The Juvenile Justice Act protects children, who are not born criminals but are forced into petty thieving by social circumstances, who are thus given the special protection of law. But at the same time where those who are legally juvenile but are pubescent commit acts which call for specific violence against an individual, such as murder, dacoity, armed robbery, molestation of women and rape, we need to build into the law a position that in defined serious offences the court should have the authority to determine whether the apprehended person is capable of mens rea. If fifteen is taken as the age of puberty, then a court should be able to rule, after suitable psychological, psychiatric and sociological advice, whether the perpetrator of the act is capable of mens rea or not. Perhaps the Act needs amendment so that if a court finds a person above the age of fifteen capable of mens rea in the matter of defined serious offences, then the court may order that the juvenile be tried as an adult. However, taking his tender age into account, the law may state that such a person cannot be given the death penalty and that the maximum period of imprisonment shall be fifteen years, with the court reviewing the situation after half the sentence has been served so that if there is sufficient evidence of penitence and reformation then the court may suitably reduce the term of punishment. What is more, the institution in which the juvenile is detained should be specially designated and designed for giving education and skill development training to the juvenile so that on release the person can earn a decent living. The place of detention should isolate the juvenile from hardened criminals and as far as possible should not be a part of the normal prison system. These provisions would provide adequate protection to juveniles whilst ensuring that there is a deterrent effect of punishment.
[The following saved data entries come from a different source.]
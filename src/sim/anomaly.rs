//! Anomaly scoring
//!
//! Deterministic, explainable threshold/correlation scoring — not a trained
//! model. Pressure drop against baseline dominates; the acoustic channels
//! assist. Exact constants are configuration, not law.

use std::collections::BTreeMap;

use parking_lot::RwLock;
use serde::{Deserialize, Serialize};
use validator::Validate;

use crate::models::{AnomalyRecord, Classification, NetworkSnapshot, SensorSample};

/// Kurtosis of an undisturbed waveform; deviation from it feeds the score.
const KURTOSIS_BASELINE: f64 = 3.0;
/// Largest meaningful kurtosis deviation given the generator's clamp range.
const KURTOSIS_SPAN: f64 = 5.5;
const RMS_BASELINE: f64 = 1.0;
const RMS_SPAN: f64 = 2.0;
/// Normalized drops below this report no location.
const LOCATION_EPSILON: f64 = 1e-3;

/// Score-to-label thresholds, runtime-mutable.
#[derive(Debug, Clone, Copy, Serialize, Deserialize, Validate)]
pub struct Thresholds {
    #[validate(range(min = 0.0, max = 1.0))]
    pub warn: f64,
    #[validate(range(min = 0.0, max = 1.0))]
    pub leak: f64,
}

impl Default for Thresholds {
    fn default() -> Self {
        Self { warn: 0.35, leak: 0.6 }
    }
}

impl Thresholds {
    pub fn classify(&self, score: f64) -> Classification {
        if score >= self.leak {
            Classification::Leak
        } else if score >= self.warn {
            Classification::Warn
        } else {
            Classification::None
        }
    }
}

/// Fixed-weight linear combination; pressure carries the majority weight.
#[derive(Debug, Clone, Copy)]
pub struct ScoreWeights {
    pub pressure: f64,
    pub kurtosis: f64,
    pub rms: f64,
}

impl Default for ScoreWeights {
    fn default() -> Self {
        Self { pressure: 0.6, kurtosis: 0.25, rms: 0.15 }
    }
}

pub struct AnomalyScorer {
    weights: ScoreWeights,
    drop_divisor: f64,
    thresholds: RwLock<Thresholds>,
}

impl AnomalyScorer {
    pub fn new(weights: ScoreWeights, drop_divisor: f64, thresholds: Thresholds) -> Self {
        Self {
            weights,
            drop_divisor,
            thresholds: RwLock::new(thresholds),
        }
    }

    pub fn thresholds(&self) -> Thresholds {
        *self.thresholds.read()
    }

    pub fn set_thresholds(&self, thresholds: Thresholds) {
        *self.thresholds.write() = thresholds;
    }

    /// Score one tick. `baselines` are the reference pressures the drop
    /// signal is measured against; `at_ms` stamps the record.
    pub fn score(
        &self,
        sample: &SensorSample,
        snapshot: &NetworkSnapshot,
        baselines: &BTreeMap<String, f64>,
        at_ms: i64,
    ) -> AnomalyRecord {
        // Per-node pressure-drop signal, floored at zero and normalized.
        // Baselines iterate key-ordered, so ties resolve deterministically.
        let mut max_drop = 0.0_f64;
        let mut location: Option<String> = None;
        for (node, baseline) in baselines {
            let current = snapshot.node_pressures.get(node).copied().unwrap_or(*baseline);
            let drop = ((baseline - current).max(0.0) / self.drop_divisor).clamp(0.0, 1.0);
            if drop > max_drop {
                max_drop = drop;
                location = Some(node.clone());
            }
        }
        if max_drop < LOCATION_EPSILON {
            location = None;
        }

        let kurtosis_dev =
            ((sample.kurtosis - KURTOSIS_BASELINE).abs() / KURTOSIS_SPAN).clamp(0.0, 1.0);
        let rms_dev = ((sample.rms_power - RMS_BASELINE).abs() / RMS_SPAN).clamp(0.0, 1.0);

        let score = (self.weights.pressure * max_drop
            + self.weights.kurtosis * kurtosis_dev
            + self.weights.rms * rms_dev)
            .clamp(0.0, 1.0);

        AnomalyRecord {
            score,
            location,
            classification: self.thresholds().classify(score),
            timestamp: at_ms,
        }
    }
}

#[cfg(test)]
mod tests {
    use super::*;

    fn quiet_sample() -> SensorSample {
        SensorSample {
            spectral_freq: 700.0,
            kurtosis: 3.0,
            skewness: 0.0,
            rms_power: 1.0,
            accuracy: 0.84,
            precision: 0.81,
            recall: 0.89,
            auc: (0.84 + 0.81 + 0.89) / 3.0,
        }
    }

    fn snapshot(pressures: &[(&str, f64)]) -> NetworkSnapshot {
        NetworkSnapshot {
            node_pressures: pressures
                .iter()
                .map(|(id, p)| (id.to_string(), *p))
                .collect(),
            link_flows: BTreeMap::new(),
        }
    }

    fn baselines() -> BTreeMap<String, f64> {
        BTreeMap::from([("N1".to_string(), 52.0), ("N2".to_string(), 50.0)])
    }

    fn scorer() -> AnomalyScorer {
        AnomalyScorer::new(ScoreWeights::default(), 25.0, Thresholds::default())
    }

    #[test]
    fn quiet_network_has_no_location() {
        let record = scorer().score(
            &quiet_sample(),
            &snapshot(&[("N1", 52.0), ("N2", 50.0)]),
            &baselines(),
            1,
        );
        assert!(record.location.is_none());
        assert_eq!(record.classification, Classification::None);
    }

    #[test]
    fn location_is_node_with_maximum_drop() {
        let record = scorer().score(
            &quiet_sample(),
            &snapshot(&[("N1", 47.0), ("N2", 30.0)]),
            &baselines(),
            1,
        );
        assert_eq!(record.location.as_deref(), Some("N2"));
    }

    #[test]
    fn pressure_rise_does_not_score() {
        let record = scorer().score(
            &quiet_sample(),
            &snapshot(&[("N1", 60.0), ("N2", 58.0)]),
            &baselines(),
            1,
        );
        assert!(record.location.is_none());
        assert!(record.score < 0.05);
    }

    #[test]
    fn score_is_clamped_to_unit_interval() {
        let extreme = SensorSample {
            kurtosis: -2.5,
            rms_power: 5.0,
            ..quiet_sample()
        };
        let record = scorer().score(
            &extreme,
            &snapshot(&[("N1", 0.0), ("N2", 0.0)]),
            &baselines(),
            1,
        );
        assert!(record.score <= 1.0);
        assert!(record.score >= 0.0);
        assert_eq!(record.classification, Classification::Leak);
    }

    #[test]
    fn thresholds_are_runtime_mutable() {
        let scorer = scorer();
        let record = scorer.score(
            &quiet_sample(),
            &snapshot(&[("N1", 40.0), ("N2", 50.0)]),
            &baselines(),
            1,
        );
        assert_eq!(record.classification, Classification::None);

        scorer.set_thresholds(Thresholds { warn: 0.1, leak: 0.2 });
        let record = scorer.score(
            &quiet_sample(),
            &snapshot(&[("N1", 40.0), ("N2", 50.0)]),
            &baselines(),
            1,
        );
        assert_eq!(record.classification, Classification::Leak);
    }
}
Serious papers should also have lighter moments so that they do not leave behind a macabre or ghoulish aftertaste. When Fredrick the Great of Prussia was the young Crown Prince, he was spoilt and frail. When he joined school his personal tutor advised the class teacher, “When His Royal Highness is naughty punish the child sitting next to him. That will have a deterrent effect”. See how important is deterrence? We need to deter heinous crime, so let us not brush aside Maneka Gandhi’s suggestion.
Published Date: 29th July 2014, Image source: http://psychologybenefits.files.wordpress.com
(Disclaimer: The views and opinions expressed in this article are those of the author and do not necessarily reflect the official policy or position of the Vivekananda International Foundation)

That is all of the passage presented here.